Saved entries:
*** Block opens ***
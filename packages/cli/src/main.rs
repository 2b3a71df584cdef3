#![cfg_attr(feature = "fail-on-warnings", deny(warnings))]
#![warn(clippy::all, clippy::pedantic, clippy::nursery, clippy::cargo)]
#![allow(clippy::multiple_crate_versions, clippy::cargo_common_metadata)]

//! CLI entry point for the route equity toolchain.
//!
//! Every command works on one region (see `route_equity regions`) whose
//! data files are resolved against `--data-dir`. Reports are printed as
//! text, or as JSON with `--json`.
//!
//! Uses `indicatif-log-bridge` (via [`route_equity_cli_utils::init_logger`])
//! to route `log` output through `indicatif::MultiProgress` so that log
//! lines and bootstrap progress bars never fight for the terminal.

mod region;

use std::fs::{self, File};
use std::io::BufWriter;
use std::path::{Path, PathBuf};

use clap::{Parser, Subcommand};
use route_equity_attribution::hmi::HmiOptions;
use route_equity_attribution::report::route_set_report;
use route_equity_bootstrap::random::SeededRandom;
use route_equity_bootstrap::{BootstrapOptions, DEFAULT_ALPHA, DEFAULT_ITERATIONS};
use route_equity_cli_utils::{files_progress, iterations_progress, progress_bars_enabled};
use route_equity_geography::grid::GridIndex;
use route_equity_route_models::RouteSet;
use route_equity_routes::changed::count_changed_routes;
use route_equity_routes::load::{RouteColumns, read_route_set};
use route_equity_routes::overlap::distance_overlap;
use route_equity_significance::EngineStage;
use route_equity_significance::engine::{EngineOptions, SegmentDifferenceEngine};
use route_equity_significance::geojson_io::{read_geojson, write_geojson};
use route_equity_significance::traffic::{TrafficHmi, segment_traffic_report};
use serde::Serialize;

use crate::region::{RegionConfig, all_regions, find_region, load_region_data, load_tracts};

#[derive(Parser)]
#[command(name = "route_equity", about = "Route equity analysis toolchain")]
struct Cli {
    /// Region identifier (e.g., "sf", "nyc")
    #[arg(long, global = true, default_value = "sf")]
    region: String,
    /// Region definition TOML to use instead of a built-in region
    #[arg(long, global = true)]
    region_file: Option<PathBuf>,
    /// Directory the region's data paths are relative to
    #[arg(long, global = true, default_value = ".")]
    data_dir: PathBuf,
    /// Number of bootstrap iterations
    #[arg(long, global = true, default_value_t = DEFAULT_ITERATIONS)]
    iterations: usize,
    /// Significance level; 0.01 gives a 99% interval
    #[arg(long, global = true, default_value_t = DEFAULT_ALPHA)]
    alpha: f64,
    /// Seed for bootstrap resampling. A random seed is chosen and logged
    /// when omitted.
    #[arg(long, global = true)]
    seed: Option<u64>,
    /// Worker threads for bootstrap iterations (defaults to one per core)
    #[arg(long, global = true)]
    threads: Option<usize>,
    /// Print reports as JSON
    #[arg(long, global = true)]
    json: bool,
    #[command(subcommand)]
    command: Commands,
}

#[derive(Subcommand)]
enum Commands {
    /// List the built-in regions
    Regions,
    /// Derive the grid cell to tract table from the tract boundaries
    BuildGrid {
        /// Where to write the `x,y,ctidx` CSV
        #[arg(long)]
        output: PathBuf,
    },
    /// Tract entropy and weighted HMI of one or more route sets
    Hmi {
        /// Routing CSVs, one per algorithm
        #[arg(required = true)]
        routes: Vec<PathBuf>,
        /// Baseline routing CSV. Only routes whose travel time differs
        /// from it are attributed.
        #[arg(long)]
        baseline: Option<PathBuf>,
        /// Attribute every route even when a baseline is given
        #[arg(long)]
        all_routes: bool,
    },
    /// Find segments whose usage differs significantly between two route sets
    Segments {
        /// First routing CSV (positive differences mean more use here)
        a: PathBuf,
        /// Second routing CSV
        b: PathBuf,
        /// Where to write the segment `GeoJSON`
        #[arg(long)]
        output: PathBuf,
        /// Keep routes whose travel times are identical in both sets
        #[arg(long)]
        all_routes: bool,
        /// Only write significant segments
        #[arg(long)]
        significant_only: bool,
    },
    /// Weighted HMI of the tracts gaining or losing traffic
    SegmentHmi {
        /// Segment `GeoJSON` written by `segments`
        segments: PathBuf,
    },
    /// Mean proportion of distance shared by the same route across sets
    Overlap {
        /// Two or more routing CSVs
        #[arg(required = true, num_args = 2..)]
        routes: Vec<PathBuf>,
    },
    /// Count routes whose travel time changed relative to a baseline
    ChangedRoutes {
        baseline: PathBuf,
        comparison: PathBuf,
    },
}

#[allow(clippy::too_many_lines)]
fn main() -> Result<(), Box<dyn std::error::Error>> {
    let multi = route_equity_cli_utils::init_logger();
    let cli = Cli::parse();

    if let Some(threads) = cli.threads {
        rayon::ThreadPoolBuilder::new()
            .num_threads(threads)
            .build_global()?;
    }

    let bootstrap = BootstrapOptions {
        iterations: cli.iterations,
        alpha: cli.alpha,
    };
    bootstrap.validate()?;
    let bars = !cli.json && progress_bars_enabled();

    match &cli.command {
        Commands::Regions => {
            let regions = all_regions()?;
            if cli.json {
                print_json(&regions)?;
            } else {
                println!("{:<8} NAME", "ID");
                println!("{}", "-".repeat(40));
                for region in &regions {
                    println!("{:<8} {}", region.id, region.name);
                }
            }
        }
        Commands::BuildGrid { output } => {
            let region = resolve_region(&cli)?;
            let tracts = load_tracts(&region, &cli.data_dir)?;
            let grid = GridIndex::build(&tracts);
            grid.write_csv(File::create(output)?)?;
            log::info!("Wrote {} grid cells to {}", grid.len(), output.display());
        }
        Commands::Hmi {
            routes,
            baseline,
            all_routes,
        } => {
            let region = resolve_region(&cli)?;
            let data = load_region_data(&region, &cli.data_dir)?;
            let baseline = match baseline {
                Some(path) if !all_routes => Some(load_routes(path)?),
                _ => None,
            };
            let random = seeded_random(cli.seed);

            let files = files_progress(&multi, bars, "Route sets", routes.len() as u64);
            let mut reports = Vec::with_capacity(routes.len());
            for path in routes {
                let set = load_routes(path)?;
                files.set_message(format!("Route sets ({})", set.label));
                let progress = iterations_progress(
                    &multi,
                    bars,
                    &format!("{} HMI", set.label),
                    bootstrap.iterations,
                );
                let report = route_set_report(
                    &set,
                    baseline.as_ref(),
                    &data.grid,
                    &data.income,
                    HmiOptions::Bootstrap {
                        options: bootstrap,
                        random: &random,
                        progress: progress.as_ref(),
                    },
                )?;

                if !cli.json {
                    println!(
                        "{}: {} routes processed, {} skipped",
                        report.label, report.routes_processed, report.routes_skipped
                    );
                    println!("\tCensus tract entropy: {:.4}", report.entropy);
                    println!(
                        "\tWeighted census tract mean HMI: {:.3} [{}-{}]",
                        report.hmi.mean,
                        format_bound(report.hmi.lower_bound),
                        format_bound(report.hmi.upper_bound)
                    );
                }
                reports.push(report);
                files.inc(1);
            }
            files.finish(format!("{} route sets", reports.len()));
            if cli.json {
                print_json(&reports)?;
            }
        }
        Commands::Segments {
            a,
            b,
            output,
            all_routes,
            significant_only,
        } => {
            log::info!("{}: {} and {}", EngineStage::Loading, a.display(), b.display());
            let set_a = load_routes(a)?;
            let set_b = load_routes(b)?;
            let random = seeded_random(cli.seed);
            let progress =
                iterations_progress(&multi, bars, "Segment bootstrap", bootstrap.iterations);

            let engine = SegmentDifferenceEngine::new(
                EngineOptions {
                    bootstrap,
                    only_different: !all_routes,
                },
                &random,
                progress.as_ref(),
            );
            let report = engine.run(&set_a, &set_b)?;
            write_geojson(
                BufWriter::new(File::create(output)?),
                &report.segments,
                *significant_only,
            )?;

            let summary = report.summary();
            if cli.json {
                print_json(&summary)?;
            } else {
                println!(
                    "{} vs {}: {} routes compared ({} unchanged dropped)",
                    summary.label_a,
                    summary.label_b,
                    summary.pairing.retained,
                    summary.pairing.unchanged
                );
                println!(
                    "\t{} of {} segments significant: {} more in {}, {} more in {}",
                    summary.significant,
                    summary.segments,
                    summary.more_in_a,
                    summary.label_a,
                    summary.more_in_b,
                    summary.label_b
                );
            }
        }
        Commands::SegmentHmi { segments } => {
            let region = resolve_region(&cli)?;
            let data = load_region_data(&region, &cli.data_dir)?;
            let segments = read_geojson(&fs::read_to_string(segments)?)?;
            let report = segment_traffic_report(&segments, &data.grid, &data.income);

            if cli.json {
                print_json(&report)?;
            } else {
                println!(
                    "{} significant segments processed, {} skipped",
                    report.segments_processed, report.segments_skipped
                );
                println!("\tMore traffic: {}", format_traffic(report.more_traffic.as_ref()));
                println!("\tLess traffic: {}", format_traffic(report.less_traffic.as_ref()));
            }
        }
        Commands::Overlap { routes } => {
            let sets = routes
                .iter()
                .map(|path| load_routes(path))
                .collect::<Result<Vec<_>, _>>()?;
            let summary = distance_overlap(&sets.iter().collect::<Vec<_>>())?;

            if cli.json {
                print_json(&summary)?;
            } else {
                println!(
                    "{} shared routes ({} with no length): mean overlap {:.3}",
                    summary.shared_routes, summary.zero_length_routes, summary.mean_overlap
                );
            }
        }
        Commands::ChangedRoutes {
            baseline,
            comparison,
        } => {
            let baseline = load_routes(baseline)?;
            let comparison = load_routes(comparison)?;
            let summary = count_changed_routes(&baseline, &comparison);

            if cli.json {
                print_json(&summary)?;
            } else {
                println!(
                    "{}: {} of {} valid routes changed from {} ({} without a valid baseline)",
                    comparison.label,
                    summary.changed,
                    summary.comparison_valid,
                    baseline.label,
                    summary.comparison_skipped
                );
            }
        }
    }

    Ok(())
}

fn resolve_region(cli: &Cli) -> Result<RegionConfig, region::RegionError> {
    let region = match &cli.region_file {
        Some(path) => RegionConfig::from_file(path)?,
        None => find_region(&cli.region)?,
    };
    log::info!("Region: {} ({})", region.name, region.id);
    Ok(region)
}

fn seeded_random(seed: Option<u64>) -> SeededRandom {
    let random = seed.map_or_else(SeededRandom::from_entropy, SeededRandom::new);
    log::info!("Bootstrap seed: {}", random.seed());
    random
}

/// Loads a routing CSV labeled by its file stem.
fn load_routes(path: &Path) -> Result<RouteSet, Box<dyn std::error::Error>> {
    let label = path.file_stem().map_or_else(
        || path.display().to_string(),
        |stem| stem.to_string_lossy().into_owned(),
    );
    let (set, report) = read_route_set(File::open(path)?, &label, &RouteColumns::default())?;
    log::info!(
        "{label}: {} of {} rows loaded, {} failed, {} replaced",
        report.loaded,
        report.rows,
        report.failed,
        report.replaced
    );
    Ok(set)
}

fn print_json<T: Serialize + ?Sized>(value: &T) -> Result<(), serde_json::Error> {
    println!("{}", serde_json::to_string_pretty(value)?);
    Ok(())
}

fn format_bound(bound: Option<f64>) -> String {
    bound.map_or_else(|| "-".to_string(), |b| format!("{b:.3}"))
}

fn format_traffic(side: Option<&TrafficHmi>) -> String {
    side.map_or_else(
        || "no segments".to_string(),
        |side| {
            format!(
                "HMI {:.3} [{:.3}-{:.3}] over {} segments",
                side.hmi, side.lower, side.upper, side.segments
            )
        },
    )
}

#[cfg(test)]
mod tests {
    use super::*;

    #[test]
    fn parses_global_flags_after_subcommand() {
        let cli = Cli::try_parse_from([
            "route_equity",
            "segments",
            "fast.csv",
            "safe.csv",
            "--output",
            "out.geojson",
            "--iterations",
            "50",
            "--seed",
            "7",
            "--significant-only",
        ])
        .unwrap();

        assert_eq!(cli.iterations, 50);
        assert_eq!(cli.seed, Some(7));
        assert!((cli.alpha - 0.01).abs() < f64::EPSILON);
        assert!(matches!(
            cli.command,
            Commands::Segments {
                significant_only: true,
                all_routes: false,
                ..
            }
        ));
    }

    #[test]
    fn overlap_needs_two_files() {
        assert!(Cli::try_parse_from(["route_equity", "overlap", "a.csv"]).is_err());
        assert!(Cli::try_parse_from(["route_equity", "overlap", "a.csv", "b.csv"]).is_ok());
    }

    #[test]
    fn formats_missing_bounds_and_sides() {
        assert_eq!(format_bound(None), "-");
        assert_eq!(format_bound(Some(12.345_6)), "12.346");
        assert_eq!(format_traffic(None), "no segments");
    }
}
*** Block closes ***
▶ WORK TASK
From the entries above, restate word for word the lines from the line containing "use std::io::BufWriter;" to the line containing "use route_equity_significance::EngineStage;", both ends included, and nothing more.

▶ ANSWER AREA
use std::io::BufWriter;
use std::path::{Path, PathBuf};

use clap::{Parser, Subcommand};
use route_equity_attribution::hmi::HmiOptions;
use route_equity_attribution::report::route_set_report;
use route_equity_bootstrap::random::SeededRandom;
use route_equity_bootstrap::{BootstrapOptions, DEFAULT_ALPHA, DEFAULT_ITERATIONS};
use route_equity_cli_utils::{files_progress, iterations_progress, progress_bars_enabled};
use route_equity_geography::grid::GridIndex;
use route_equity_route_models::RouteSet;
use route_equity_routes::changed::count_changed_routes;
use route_equity_routes::load::{RouteColumns, read_route_set};
use route_equity_routes::overlap::distance_overlap;
use route_equity_significance::EngineStage;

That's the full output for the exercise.